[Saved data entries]
..........

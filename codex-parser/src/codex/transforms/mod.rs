//! Transform pipeline infrastructure
//!
//! Vault documents are loaded through a small, composable chain of typed stages:
//!
//! ```text
//! String ──SplitFrontmatter──▶ SourceParts ──ParseFrontmatter──▶ RawDocument ──ClassifyEntry──▶ VaultEntry
//! ```
//!
//! # The `Runnable` Trait
//!
//! Every stage implements `Runnable<I, O>`:
//!
//! ```rust,ignore
//! pub trait Runnable<I, O> {
//!     fn run(&self, input: I) -> Result<O, TransformError>;
//! }
//! ```
//!
//! # The `Transform<I, O>` Type
//!
//! A boxed, thread-safe wrapper that chains stages with `.then()`. The compiler checks that
//! each stage's input matches the previous output:
//!
//! ```rust,ignore
//! let pipeline = Transform::from_fn(Ok)
//!     .then(SplitFrontmatter::new())   // String → SourceParts
//!     .then(ParseFrontmatter::new());  // SourceParts → RawDocument
//! ```
//!
//! Standard chains are pre-built as `once_cell::sync::Lazy` statics in [`standard`].
//!
//! # Errors
//!
//! Only structural failures are errors here (frontmatter that is not valid yaml). Anything
//! wrong inside a field is resolved by the normalizer and never surfaces as a
//! `TransformError`.

pub mod stages;
pub mod standard;

use thiserror::Error;

/// Error that can occur during transformation
#[derive(Debug, Clone, PartialEq, Eq, Error)]
pub enum TransformError {
    #[error("{0}")]
    Error(String),
    #[error("Stage '{stage}' failed: {message}")]
    StageFailed { stage: String, message: String },
}

impl From<String> for TransformError {
    fn from(s: String) -> Self {
        TransformError::Error(s)
    }
}

impl From<&str> for TransformError {
    fn from(s: &str) -> Self {
        TransformError::Error(s.to_string())
    }
}

/// Anything that can transform an input to an output.
pub trait Runnable<I, O> {
    fn run(&self, input: I) -> Result<O, TransformError>;
}

/// A composable transformation from `I` to `O`.
pub struct Transform<I, O> {
    run_fn: Box<dyn Fn(I) -> Result<O, TransformError> + Send + Sync>,
}

impl<I, O> Transform<I, O> {
    /// Create a transform from a function
    pub fn from_fn<F>(f: F) -> Self
    where
        F: Fn(I) -> Result<O, TransformError> + Send + Sync + 'static,
    {
        Transform {
            run_fn: Box::new(f),
        }
    }

    /// Chain a stage after this transform, extending the output type.
    pub fn then<O2, S>(self, stage: S) -> Transform<I, O2>
    where
        S: Runnable<O, O2> + Send + Sync + 'static,
        I: 'static,
        O: 'static,
        O2: 'static,
    {
        let prev_run = self.run_fn;
        Transform {
            run_fn: Box::new(move |input| {
                let intermediate = prev_run(input)?;
                stage.run(intermediate)
            }),
        }
    }

    /// Chain a pre-built (static) transform after this one.
    pub fn then_transform<O2>(self, next: &'static Transform<O, O2>) -> Transform<I, O2>
    where
        I: 'static,
        O: 'static,
        O2: 'static,
    {
        let prev_run = self.run_fn;
        Transform {
            run_fn: Box::new(move |input| {
                let intermediate = prev_run(input)?;
                next.run(intermediate)
            }),
        }
    }

    /// Execute this transform on the given input
    pub fn run(&self, input: I) -> Result<O, TransformError> {
        (self.run_fn)(input)
    }
}

impl<I, O> Runnable<I, O> for Transform<I, O>
where
    I: 'static,
    O: 'static,
{
    fn run(&self, input: I) -> Result<O, TransformError> {
        Transform::run(self, input)
    }
}
//! Frontmatter stages
//!
//! A vault note optionally starts with a yaml block:
//!
//! ```text
//! ---
//! statblock: true
//! name: Goblin Warrior
//! ---
//! Body markdown...
//! ```
//!
//! The block opens with a first line of exactly `---` (a UTF-8 byte order mark before it is
//! ignored) and closes with the next line that is `---` or `...`. Without a closing line the
//! whole text is body.

use crate::codex::transforms::{Runnable, TransformError};
use serde_yaml::{Mapping, Value};

/// Source text split into its frontmatter block and body.
#[derive(Debug, Clone, PartialEq, Eq, Default)]
pub struct SourceParts {
    pub frontmatter: Option<String>,
    pub body: String,
}

/// A note with parsed frontmatter.
#[derive(Debug, Clone, PartialEq, Default)]
pub struct RawDocument {
    pub frontmatter: Mapping,
    pub body: String,
}

pub fn split_frontmatter(source: &str) -> SourceParts {
    let text = source.strip_prefix('\u{feff}').unwrap_or(source);
    let no_frontmatter = || SourceParts {
        frontmatter: None,
        body: text.to_string(),
    };

    let mut lines = text.split_inclusive('\n');
    match lines.next() {
        Some(first) if first.trim_end() == "---" => {
            let start = first.len();
            let mut offset = start;
            for line in lines {
                if matches!(line.trim_end(), "---" | "...") {
                    let body = &text[offset + line.len()..];
                    return SourceParts {
                        frontmatter: Some(text[start..offset].to_string()),
                        body: body.trim_start_matches(['\r', '\n']).to_string(),
                    };
                }
                offset += line.len();
            }
            no_frontmatter()
        }
        _ => no_frontmatter(),
    }
}

/// `String → SourceParts`
pub struct SplitFrontmatter;

impl SplitFrontmatter {
    pub fn new() -> Self {
        SplitFrontmatter
    }
}

impl Default for SplitFrontmatter {
    fn default() -> Self {
        Self::new()
    }
}

impl Runnable<String, SourceParts> for SplitFrontmatter {
    fn run(&self, input: String) -> Result<SourceParts, TransformError> {
        Ok(split_frontmatter(&input))
    }
}

/// `SourceParts → RawDocument`
///
/// Invalid yaml fails the stage. Valid yaml that is not a mapping (a bare scalar, an empty
/// block) yields an empty mapping.
pub struct ParseFrontmatter;

impl ParseFrontmatter {
    pub fn new() -> Self {
        ParseFrontmatter
    }
}

impl Default for ParseFrontmatter {
    fn default() -> Self {
        Self::new()
    }
}

impl Runnable<SourceParts, RawDocument> for ParseFrontmatter {
    fn run(&self, input: SourceParts) -> Result<RawDocument, TransformError> {
        let frontmatter = match input.frontmatter.as_deref() {
            Some(yaml) if !yaml.trim().is_empty() => {
                match serde_yaml::from_str::<Value>(yaml).map_err(|e| {
                    TransformError::StageFailed {
                        stage: "parse-frontmatter".to_string(),
                        message: e.to_string(),
                    }
                })? {
                    Value::Mapping(map) => map,
                    _ => Mapping::new(),
                }
            }
            _ => Mapping::new(),
        };
        Ok(RawDocument {
            frontmatter,
            body: input.body,
        })
    }
}

#[cfg(test)]
mod tests {
    use super::*;

    #[test]
    fn test_split() {
        let parts = split_frontmatter("---\nname: Goblin\n---\n\nBody text\n");
        assert_eq!(parts.frontmatter.as_deref(), Some("name: Goblin\n"));
        assert_eq!(parts.body, "Body text\n");
    }

    #[test]
    fn test_split_with_bom_and_dots() {
        let parts = split_frontmatter("\u{feff}---\r\nname: x\r\n...\r\nrest");
        assert_eq!(parts.frontmatter.as_deref(), Some("name: x\r\n"));
        assert_eq!(parts.body, "rest");
    }

    #[test]
    fn test_no_frontmatter() {
        let parts = split_frontmatter("# Sandpoint\n---\n");
        assert_eq!(parts.frontmatter, None);
        assert_eq!(parts.body, "# Sandpoint\n---\n");
    }

    #[test]
    fn test_unterminated_is_body() {
        let parts = split_frontmatter("---\nname: x\nno closing line");
        assert_eq!(parts.frontmatter, None);
        assert!(parts.body.starts_with("---"));
    }

    #[test]
    fn test_empty_block() {
        let parts = split_frontmatter("---\n---\nbody");
        assert_eq!(parts.frontmatter.as_deref(), Some(""));
        let doc = ParseFrontmatter::new().run(parts).unwrap();
        assert!(doc.frontmatter.is_empty());
        assert_eq!(doc.body, "body");
    }

    #[test]
    fn test_parse_invalid_yaml() {
        let parts = SourceParts {
            frontmatter: Some("name: [unclosed\n".to_string()),
            body: String::new(),
        };
        let err = ParseFrontmatter::new().run(parts).unwrap_err();
        assert!(matches!(
            err,
            TransformError::StageFailed { ref stage, .. } if stage == "parse-frontmatter"
        ));
    }

    #[test]
    fn test_parse_scalar_frontmatter() {
        let parts = SourceParts {
            frontmatter: Some("just a string\n".to_string()),
            body: "b".to_string(),
        };
        let doc = ParseFrontmatter::new().run(parts).unwrap();
        assert!(doc.frontmatter.is_empty());
    }
}
//! Text enrichment pipeline
//!
//!     Ability and spell descriptions are authored as markdown-flavored plain text. Enrichment
//!     rewrites them into the paragraph markup the rendering host expects, with inline
//!     annotation tokens it expands into interactive elements:
//!
//!         @Check[<save>|dc:<n>[|basic]]
//!         @Damage[<formula>[<type>]]          formula parenthesized when it has a modifier
//!         @Template[type:<shape>|distance:<n>]
//!         @UUID[Compendium.pf2e.conditionitems.Item.<Name>]{<authored text>}
//!
//!     The token encodings are a compatibility contract and must not change.
//!
//! Stages
//!
//!     Each stage is a plain `&str -> String` function, applied in the fixed order of
//!     [`STAGES`]:
//!
//!         checks → damage → templates → valued conditions → valueless conditions → structure
//!
//!     The order matters: later patterns must never see text that an earlier stage already
//!     turned into a token. Tokens are additionally protected by [`protected`], so every stage
//!     is idempotent on its own output. A stage with nothing to match returns its input
//!     byte for byte.

pub mod checks;
pub mod conditions;
pub mod damage;
pub mod protected;
pub mod structure;
pub mod templates;

pub use checks::enrich_checks;
pub use conditions::{enrich_conditions, enrich_valued_conditions, enrich_valueless_conditions};
pub use damage::{enrich_damage, DAMAGE_TYPES};
pub use structure::{format_structure, paragraphs};
pub use templates::enrich_templates;

/// A named text stage.
pub type Stage = (&'static str, fn(&str) -> String);

/// All stages, in application order.
pub static STAGES: &[Stage] = &[
    ("checks", enrich_checks),
    ("damage", enrich_damage),
    ("templates", enrich_templates),
    ("valued-conditions", enrich_valued_conditions),
    ("valueless-conditions", enrich_valueless_conditions),
    ("structure", format_structure),
];

/// The inline stages: everything except paragraph structure.
pub fn inline_stages() -> &'static [Stage] {
    &STAGES[..STAGES.len() - 1]
}

fn run(text: &str, stages: &[Stage]) -> String {
    stages.iter().fold(text.to_string(), |text, (name, stage)| {
        let out = stage(&text);
        if out != text {
            tracing::trace!(stage = *name, "enrichment stage rewrote text");
        }
        out
    })
}

/// Enrich a description into paragraph markup. Blank input gives an empty string.
pub fn enrich_description(text: &str) -> String {
    if text.trim().is_empty() {
        return String::new();
    }
    run(text, STAGES)
}

/// Annotation stages only, for text that already has its markup (rendered markdown). Only
/// the html text runs are enriched; tags, links and code stay as they are.
pub fn enrich_inline(text: &str) -> String {
    protected::replace_outside_tags(text, |segment| run(segment, inline_stages()))
}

..........

:: WHAT YOU WILL DO ::
Pull each line containing the word "derive" out of the data above.

:: RESPONSE TO THE EXERCISE ::
#[derive(Debug, Clone, PartialEq, Eq, Error)]
#[derive(Debug, Clone, PartialEq, Eq, Default)]
#[derive(Debug, Clone, PartialEq, Default)]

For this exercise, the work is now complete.